The U.S. Chamber of Commerce estimates that new EPA rules on CO2 power plant emissions alone will shut down hundreds of coal-fired generators, add $289 billion in consumer electricity costs and lower household disposable incomes by $586 billion by 2030. The chamber also projects that the regulations will cost the U.S. economy 2.3 million jobs and half a trillion in lost GDP over the next 10 years.

Get ready for even more pain. Earlier this year, President Obama ordered EPA to explore possible new methane emission regulations, while also directing the Interior Department to prepare new rules for flaring methane from oil and gas production on federal lands. The Marcellus Drilling News received an e-mail alert from the Independent Petroleum Association of America - IPAA - which said “EPA (and the Bureau of Land Management) . . . will unveil devastating new regulations after the November elections.”

All of this is argued because methane, which companies flare off as a byproduct of oil and gas production, is regarded to be a more potent greenhouse gas than CO2. Never mind that satellites reveal that global mean temperatures have been flat over the past 18 years despite rising atmospheric CO2 levels.

So far, while EPA hasn’t committed as to whether or not it will craft new regulations or expand voluntary programs to reduce methane emissions, white papers it has issued on the subject leave little wonder. The agency has announced that it is studying a full range of policy options in connection with the White House Methane Strategy issued last March.

Oklahoma Republican Sen.

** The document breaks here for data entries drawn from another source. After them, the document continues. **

// Facade behavior: provider gating, forwarding, optional capabilities

#[path = "../helpers/mod.rs"]
mod helpers;

use std::sync::atomic::Ordering;
use std::sync::Arc;

use helpers::*;
use rust_decimal_macros::dec;
use serde_json::json;
use unipay::{
    AppError, Capability, Metadata, PaymentData, PaymentStatus, ProviderConfig,
    ProviderRegistry, Unipay, VendorError, VirtualAccountData,
};

#[tokio::test]
async fn test_every_operation_fails_without_provider() {
    let unipay = Unipay::default();

    assert!(matches!(
        unipay
            .create_payment(PaymentData::new("order-1", dec!(10000)))
            .await,
        Err(AppError::NoProviderConfigured)
    ));
    assert!(matches!(
        unipay
            .create_virtual_account(VirtualAccountData::new("order-1", dec!(10000), "bca"))
            .await,
        Err(AppError::NoProviderConfigured)
    ));
    assert!(matches!(
        unipay.get_payment_status("ref-1").await,
        Err(AppError::NoProviderConfigured)
    ));
    assert!(matches!(
        unipay.cancel_payment("ref-1").await,
        Err(AppError::NoProviderConfigured)
    ));
    assert!(matches!(
        unipay.get_client().await,
        Err(AppError::NoProviderConfigured)
    ));
}

#[tokio::test]
async fn test_create_payment_is_forwarded() {
    let mut unipay = Unipay::default();
    unipay.set_provider(Arc::new(StubProvider::new(ProviderConfig::default())));

    let payment = unipay
        .create_payment(
            PaymentData::new("order-1", dec!(25000)).with_description("Monthly plan"),
        )
        .await
        .unwrap();

    assert_eq!(payment.provider, "stub");
    assert_eq!(payment.order_id, "order-1");
    assert_eq!(payment.amount, dec!(25000));
    assert_eq!(payment.status, PaymentStatus::Pending);
    assert_eq!(payment.description.as_deref(), Some("Monthly plan"));
}

#[tokio::test]
async fn test_create_virtual_account_is_forwarded() {
    let mut unipay = Unipay::default();
    unipay.set_provider(Arc::new(StubProvider::new(ProviderConfig::default())));

    let transaction = unipay
        .create_virtual_account(VirtualAccountData::new("order-9", dec!(50000), "bni"))
        .await
        .unwrap();

    assert_eq!(transaction.id, "txn-order-9");
    assert_eq!(transaction.payment_id, "order-9");
}

#[tokio::test]
async fn test_provider_errors_propagate_unchanged() {
    let mut unipay = Unipay::default();
    unipay.set_provider(Arc::new(StubProvider::failing()));

    let err = unipay
        .create_payment(PaymentData::new("order-1", dec!(10000)))
        .await
        .unwrap_err();

    assert!(matches!(err, AppError::Gateway(ref msg) if msg == "stub gateway unavailable"));
}

#[tokio::test]
async fn test_missing_optional_capabilities_are_unsupported() {
    let mut unipay = Unipay::default();
    unipay.set_provider(Arc::new(StubProvider::new(ProviderConfig::default())));

    assert!(!unipay.supports(Capability::PaymentStatus));
    assert!(!unipay.supports(Capability::Cancellation));

    let err = unipay.get_payment_status("ref-1").await.unwrap_err();
    assert!(matches!(err, AppError::UnsupportedOperation(_)));
    assert_eq!(
        err.to_string(),
        "get_payment_status is not supported by provider 'stub'"
    );

    let err = unipay.cancel_payment("ref-1").await.unwrap_err();
    assert!(matches!(err, AppError::UnsupportedOperation(_)));
}

#[tokio::test]
#[allow(deprecated)]
async fn test_snap_delegates_to_provider_snap() {
    let provider = Arc::new(StubProvider::new(ProviderConfig::default()));
    let mut unipay = Unipay::default();
    unipay.set_provider(provider.clone());

    let client = unipay.snap().await.unwrap();

    assert_eq!(client.vendor(), "stub");
    assert_eq!(provider.snap_calls.load(Ordering::SeqCst), 1);
}

#[tokio::test]
async fn test_get_client_returns_provider_client() {
    let provider = Arc::new(StubProvider::new(ProviderConfig::default()));
    let mut unipay = Unipay::default();
    unipay.set_provider(provider.clone());

    let client = unipay.get_client().await.unwrap();

    assert!(client.as_any().downcast_ref::<StubClient>().is_some());
    assert_eq!(provider.client_calls.load(Ordering::SeqCst), 1);
    assert_eq!(provider.snap_calls.load(Ordering::SeqCst), 0);
}

#[tokio::test]
async fn test_set_provider_replaces_active_provider() {
    let fake = FakeXendit::new();
    let mut unipay = Unipay::new(Metadata::from([("log".to_string(), json!("none"))]));

    unipay.set_provider(Arc::new(StubProvider::new(ProviderConfig::default())));
    unipay.set_provider(Arc::new(xendit_with_fake(&fake)));

    assert_eq!(unipay.provider().map(|p| p.name()), Some("xendit"));
    assert_eq!(unipay.options().get("log"), Some(&json!("none")));
    assert!(unipay.supports(Capability::PaymentStatus));
}

#[tokio::test]
async fn test_xendit_cancellation_message_reaches_caller() {
    let fake = FakeXendit::new();
    let mut unipay = Unipay::default();
    unipay.set_provider(Arc::new(xendit_with_fake(&fake)));

    let err = unipay.cancel_payment("pr-123").await.unwrap_err();

    assert!(matches!(err, AppError::UnsupportedOperation(_)));
    assert_eq!(
        err.to_string(),
        "Xendit does not support payment cancellation; recreate a new payment for this order"
    );
    assert!(fake.calls().is_empty());
}

#[tokio::test]
async fn test_vendor_failure_is_attributed_to_operation() {
    let fake = FakeMidtrans::new();
    fake.fail_with(VendorError::new("midtrans", "Transaction doesn't exist.").with_status(404));

    let mut unipay = Unipay::default();
    unipay.set_provider(Arc::new(midtrans_with_fake(&fake)));

    let err = unipay.get_payment_status("missing-order").await.unwrap_err();

    match err {
        AppError::Provider { operation, source } => {
            assert_eq!(operation, "get_payment_status");
            assert!(source.is_not_found());
        }
        other => panic!("expected Provider error, got {:?}", other),
    }
}

#[tokio::test]
async fn test_end_to_end_with_registry() {
    let registry = ProviderRegistry::new();
    let provider = registry.create("midtrans", midtrans_config()).unwrap();

    let mut unipay = Unipay::default();
    unipay.set_provider(provider);

    assert!(unipay.supports(Capability::Cancellation));
    let client = unipay.get_client().await.unwrap();
    assert_eq!(client.vendor(), "midtrans");
}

James Inhofe who has been tracking EPA’s progress in crafting new methane rules anticipates a most unfortunate outcome. He told the Daily Caller News Foundation, “The president’s true agenda will be revealed after the election. With no electoral consequences remaining for him, he will set crosshairs on the oil and gas industry with even tighter regulations that threaten the health of our economy.”

That isn’t all. In concert with President Obama’s 2009 Executive Order on Environmental, Energy and Economic Performance, EPA has identified priority actions to incorporate future climate change implications into even more of its programs, policies, rules and operations. Included are new climate adaptation criteria for community grants to address sites contaminated by petroleum and hazardous substances, pollutants, or contaminants.

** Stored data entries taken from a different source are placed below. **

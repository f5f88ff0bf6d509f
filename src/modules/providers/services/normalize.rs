//! Response normalization shared by all adapters
//!
//! Vendors name the same facts differently (`gross_amount` vs `amount`,
//! `transaction_status` vs `status`). The functions here read the canonical
//! name first and then fall back to the known vendor aliases, always routing
//! the status through [`map_status`].

use crate::core::{timezone, AppError, Currency, Result};
use crate::modules::payments::{
    BasePayment, Metadata, PaymentMethod, PaymentStatus, Transaction, TransactionType,
};
use chrono::{DateTime, Utc};
use rust_decimal::Decimal;
use serde_json::Value;
use std::str::FromStr;

const ORDER_ID_KEYS: &[&str] = &["orderId", "order_id", "external_id", "reference_id", "id"];
const REFERENCE_ID_KEYS: &[&str] = &["referenceId", "transaction_id", "id"];
const AMOUNT_KEYS: &[&str] = &["amount", "gross_amount"];
const STATUS_KEYS: &[&str] = &["status", "transaction_status"];
const METHOD_KEYS: &[&str] = &["method", "payment_type", "payment_method.type", "payment_method"];
const EMAIL_KEYS: &[&str] = &[
    "customerEmail",
    "customer_details.email",
    "customer.email",
    "payer_email",
];
const NAME_KEYS: &[&str] = &["customerName", "customer_details.first_name", "customer.name"];
const CREATED_KEYS: &[&str] = &["createdAt", "transaction_time", "created"];
const UPDATED_KEYS: &[&str] = &["updatedAt", "updated_at", "updated"];
const EXPIRES_KEYS: &[&str] = &["expiresAt", "expiry_time", "expiry_date"];
const TRANSACTION_ID_KEYS: &[&str] = &["id", "transaction_id"];
const PAYMENT_ID_KEYS: &[&str] = &["paymentId", "order_id", "reference_id"];

/// Canonical status for a raw vendor status string
pub fn map_status(raw: Option<&str>) -> PaymentStatus {
    PaymentStatus::from_vendor(raw)
}

/// Build a canonical payment from a vendor (or adapter-assembled) payload
pub fn standardize_payment_response(
    provider: &str,
    raw: &Value,
    metadata: Metadata,
) -> Result<BasePayment> {
    let order_id = string_field(raw, ORDER_ID_KEYS).ok_or_else(|| {
        AppError::validation(format!("{} response is missing an order id", provider))
    })?;

    Ok(BasePayment {
        provider: provider.to_string(),
        reference_id: string_field(raw, REFERENCE_ID_KEYS),
        order_id,
        amount: amount_field(raw, provider)?,
        currency: currency_field(raw)?,
        status: map_status(str_field(raw, STATUS_KEYS)),
        method: str_field(raw, METHOD_KEYS)
            .map(PaymentMethod::from_vendor)
            .unwrap_or_default(),
        description: string_field(raw, &["description"]),
        customer_email: string_field(raw, EMAIL_KEYS),
        customer_name: string_field(raw, NAME_KEYS),
        created_at: timestamp_field(raw, CREATED_KEYS, provider)?.unwrap_or_else(Utc::now),
        updated_at: timestamp_field(raw, UPDATED_KEYS, provider)?,
        expires_at: timestamp_field(raw, EXPIRES_KEYS, provider)?,
        metadata,
    })
}

/// Build a canonical transaction, keeping the untouched vendor payload
pub fn standardize_transaction_response(
    provider: &str,
    raw: &Value,
    transaction_type: TransactionType,
    metadata: Metadata,
) -> Result<Transaction> {
    let id = string_field(raw, TRANSACTION_ID_KEYS).ok_or_else(|| {
        AppError::validation(format!("{} response is missing a transaction id", provider))
    })?;
    let payment_id = string_field(raw, PAYMENT_ID_KEYS).unwrap_or_else(|| id.clone());

    Ok(Transaction {
        id,
        provider: provider.to_string(),
        payment_id,
        transaction_type,
        status: map_status(str_field(raw, STATUS_KEYS)),
        amount: amount_field(raw, provider)?,
        currency: currency_field(raw)?,
        created_at: timestamp_field(raw, CREATED_KEYS, provider)?.unwrap_or_else(Utc::now),
        raw_response: raw.clone(),
        metadata,
    })
}

/// Copy the listed vendor fields into a metadata map, skipping absent ones
pub fn extract_metadata(raw: &Value, keys: &[&str]) -> Metadata {
    keys.iter()
        .filter_map(|key| lookup(raw, key).map(|value| (key.to_string(), value.clone())))
        .collect()
}

/// Value at a dotted path. `null` and empty strings count as absent.
pub(crate) fn lookup<'a>(raw: &'a Value, path: &str) -> Option<&'a Value> {
    let value = path
        .split('.')
        .try_fold(raw, |current, segment| current.get(segment))?;

    match value {
        Value::Null => None,
        Value::String(s) if s.is_empty() => None,
        other => Some(other),
    }
}

pub(crate) fn str_field<'a>(raw: &'a Value, keys: &[&str]) -> Option<&'a str> {
    keys.iter().find_map(|key| lookup(raw, key).and_then(Value::as_str))
}

fn string_field(raw: &Value, keys: &[&str]) -> Option<String> {
    keys.iter().find_map(|key| match lookup(raw, key)? {
        Value::String(s) => Some(s.clone()),
        Value::Number(n) => Some(n.to_string()),
        _ => None,
    })
}

pub(crate) fn has_amount(raw: &Value) -> bool {
    AMOUNT_KEYS.iter().any(|key| lookup(raw, key).is_some())
}

fn amount_field(raw: &Value, provider: &str) -> Result<Decimal> {
    let value = AMOUNT_KEYS
        .iter()
        .find_map(|key| lookup(raw, key))
        .ok_or_else(|| {
            AppError::validation(format!("{} response is missing an amount", provider))
        })?;

    let amount = parse_decimal(value).ok_or_else(|| {
        AppError::validation(format!("{} response has an invalid amount: {}", provider, value))
    })?;

    if amount < Decimal::ZERO {
        return Err(AppError::validation(format!(
            "{} response has a negative amount: {}",
            provider, amount
        )));
    }

    Ok(amount)
}

fn parse_decimal(value: &Value) -> Option<Decimal> {
    let text = match value {
        Value::Number(n) => n.to_string(),
        Value::String(s) => s.trim().to_string(),
        _ => return None,
    };

    Decimal::from_str(&text)
        .or_else(|_| Decimal::from_scientific(&text))
        .ok()
}

fn currency_field(raw: &Value) -> Result<Currency> {
    match str_field(raw, &["currency"]) {
        Some(code) => code.parse().map_err(AppError::Validation),
        None => Ok(Currency::default()),
    }
}

fn timestamp_field(raw: &Value, keys: &[&str], provider: &str) -> Result<Option<DateTime<Utc>>> {
    str_field(raw, keys)
        .map(|text| timezone::parse_gateway_timestamp(text, provider).map_err(AppError::Validation))
        .transpose()
}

Even the federal government’s GAO has criticized EPA’s failure to quantify negative economic impacts of far-reaching edicts. While claiming wildly exaggerated, theoretical and scientifically unsubstantiated benefits, sweeping costs realized through lost jobs and high energy prices are conspicuously missing from the equations. Such burdens fall heaviest upon populations least able to bear them.

Enactment of the REINS Act will demonstrate that the newly reconstituted Congress is finally prepared to reclaim constitutional legislative roles and responsibilities which have willingly and witlessly been allowed to be usurped by unaccountable executive branch regulators. Sure, as provided by constitutional protections, the president - any president - can veto such congressional resolutions. Let consequential credit or blame be exposed to the full light of public scrutiny all around.

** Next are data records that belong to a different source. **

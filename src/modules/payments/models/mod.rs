pub mod payment;
pub mod payment_data;
pub mod transaction;

pub use payment::{BasePayment, Metadata, PaymentMethod, PaymentStatus};
pub use payment_data::{PaymentData, VirtualAccountData};
pub use transaction::{Transaction, TransactionType};
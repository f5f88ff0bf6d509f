pub mod unipay_service;

pub use unipay_service::Unipay;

Otherwise, as Gattuso and Katz of Heritage observe, “The result is power without accountability - a useful formula politically but an abysmal one for policy-making. The REINS Act would end this shell game.”

Larry Bell is a professor and endowed professor at the University of Houston, where he directs the Sasakawa International Center for Space Architecture and heads the graduate program in space architecture. He is author of “Climate of Corruption: Politics and Power Behind the Global Warming Hoax,” and his professional aerospace work has been featured on the History Channel and the Discovery Channel-Canada.